Keep these tips and pearls from dermatology experts in mind for your next appointment.
Tip 1: The General Skin Check, Step by Step
For us in dermatology, a full skin examination/skin cancer surveillance is akin to a yearly physical. Here are some things we should always consider:
1) Review the patient’s past records and past notes beforehand if possible. Make a mental note to follow up on any outstanding issues (eg, biopsy results, surgical experience/results, response to medical treatment, important life events that were coming up, patient communications in the electronic medical record).
2) Give the patient time to undress and place a gown on. Knock and ask permission before entering the room.
3) Introduce yourself and greet the patient warmly. Acknowledge and greet family members/guests that the patient has brought with them into the room.
4) Introduce the members of your team that are with you today (eg, scribe, student, resident, nurse).
5) Sanitize your hands before entering the room, before examining the patient, after examining the patient, and after exiting the room. Make sure to use proper personal protective equipment such as gloves, masks, and eyewear.
6) After general pleasantries and small talk, ask the patient about their dermatologic concerns, both the reason for today’s appointment and any other general concerns. Follow up on any outstanding issues noted in the patient’s records.
7) Let the patient know when you are going to transition to the physical examination part of the visit.
8) Systematically examine and palpate the patient’s entire skin, paying close attention to the patient’s comfort and body language. Narrate your exam, especially when the patient cannot see you (ie, examination of back and posterior legs). Take the opportunity to educate the patient during their exam as well (eg, skin cancer statistics, the ABCDEs of melanoma, how to spot a seborrheic keratosis).
9) Ask permission before looking at sensitive areas such as the scalp and around undergarments, and ask the patient if they have any concerns underneath their undergarments.
10) Let the patient know what you have found/diagnosed and what you recommend for treatment or management. It is important to explain in simple, straightforward, and easy-to-understand language.

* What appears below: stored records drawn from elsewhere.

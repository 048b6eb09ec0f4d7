//! Key-value persistence backends for the note collection.
//!
//! The repository only ever talks to a [`NoteStore`]: an opaque string-keyed store with
//! `get` and `set`. Durability is the backend's job.

#[cfg(all(feature = "file", not(target_family = "wasm")))]
pub mod file;
pub mod memory;
#[cfg(feature = "wasm-js")]
pub mod wasm_js;

#[cfg(all(feature = "file", not(target_family = "wasm")))]
pub use file::FileStore;
pub use memory::MemoryStore;
#[cfg(feature = "wasm-js")]
pub use wasm_js::LocalStorage;

/// The key the whole note collection is stored under.
pub const NOTES_KEY: &str = "quicknotes_notes";

/// Boxed future returned by [`NoteStore`] operations.
#[cfg(not(target_family = "wasm"))]
pub type StoreFuture<'a, T> = futures::future::BoxFuture<'a, T>;
/// Boxed future returned by [`NoteStore`] operations.
#[cfg(target_family = "wasm")]
pub type StoreFuture<'a, T> = futures::future::LocalBoxFuture<'a, T>;

/// Errors raised by a storage backend.
#[derive(Debug, thiserror::Error)]
pub enum StorageError {
    /// An I/O error from the filesystem.
    #[error("I/O error: {0}")]
    Io(#[from] std::io::Error),
    /// A stored file exists but could not be understood.
    #[error("File error: {0}")]
    File(String),
    /// A browser storage API failed.
    #[error("Web storage error: {0}")]
    WebSys(String),
    /// The backend refused the operation.
    #[error("Storage unavailable: {0}")]
    Unavailable(String),
}

/// Trait for persisting the serialized note collection.
pub trait NoteStore: Send {
    /// Retrieves the value stored under `key`.
    ///
    /// # Returns
    /// * `Ok(Some(value))` if the key exists in storage
    /// * `Ok(None)` if the key was never set
    /// * `Err(StorageError)` if the backend could not be read
    fn get<'a>(
        &'a mut self,
        key: &'a str,
    ) -> StoreFuture<'a, Result<Option<String>, StorageError>>;

    /// Stores `value` under `key`, overwriting any prior value.
    ///
    /// # Returns
    /// * `Ok(())` once the value is durably stored
    /// * `Err(StorageError)` if the write was rejected
    fn set<'a>(
        &'a mut self,
        key: &'a str,
        value: String,
    ) -> StoreFuture<'a, Result<(), StorageError>>;
}

impl<S: NoteStore + ?Sized> NoteStore for Box<S> {
    fn get<'a>(
        &'a mut self,
        key: &'a str,
    ) -> StoreFuture<'a, Result<Option<String>, StorageError>> {
        (**self).get(key)
    }

    fn set<'a>(
        &'a mut self,
        key: &'a str,
        value: String,
    ) -> StoreFuture<'a, Result<(), StorageError>> {
        (**self).set(key, value)
    }
}

#[cfg(test)]
mod tests {
    use super::*;

    #[tokio::test]
    async fn boxed_store_forwards_to_inner() {
        let inner = MemoryStore::new();
        let mut boxed: Box<dyn NoteStore> = Box::new(inner.clone());
        boxed.set("k", "v".to_string()).await.unwrap();
        assert_eq!(boxed.get("k").await.unwrap(), Some("v".to_string()));
        assert_eq!(inner.raw("k"), Some("v".to_string()));
    }
}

11) Allow the patient time to digest the information and make a choice for themself. Ask if they have any other concerns or if anything was not clear.
12) Let the patient know the next steps (ie, are you coming back into the room once they are dressed, should they go straight to check out, where their prescriptions were sent).
13) Thank the patient for coming in and let them know when you anticipate seeing them again (ie, next appointment). Always let the patient know to contact you or schedule an appointment sooner if a concern does arrive before their scheduled appointment. If asynchronous telehealth is an option, be sure to mention that as a contact method as well.
Dr William W. Huang
Tip 2: Acrylic Glue to the Rescue
I recommend using acrylic glue for fissures on hands and feet, as well as using on cuticles of people with habit tic deformity. It’s a simple method that really works great. I just always warn people not to glue their fingers together when applying!
Dr Jules Lipoff
Tip 3: Watch Your Language
Patients and the general public get the wrong impression and are grossly misinformed when we use the term toxin to denote the botulinum toxins. We do not administer onabotulinumtoxinA as a neurotoxin any more than we administer acetaminophen as a hepatotoxin.
Dr Kevin C. Smith
Niagara Falls, Ontario, Canada
Tip 4: Chronic Conditions Counseling
Chronic conditions such as atopic dermatitis and psoriasis need a 365-day a year maintenance plan, not just a 5-day treatment plan.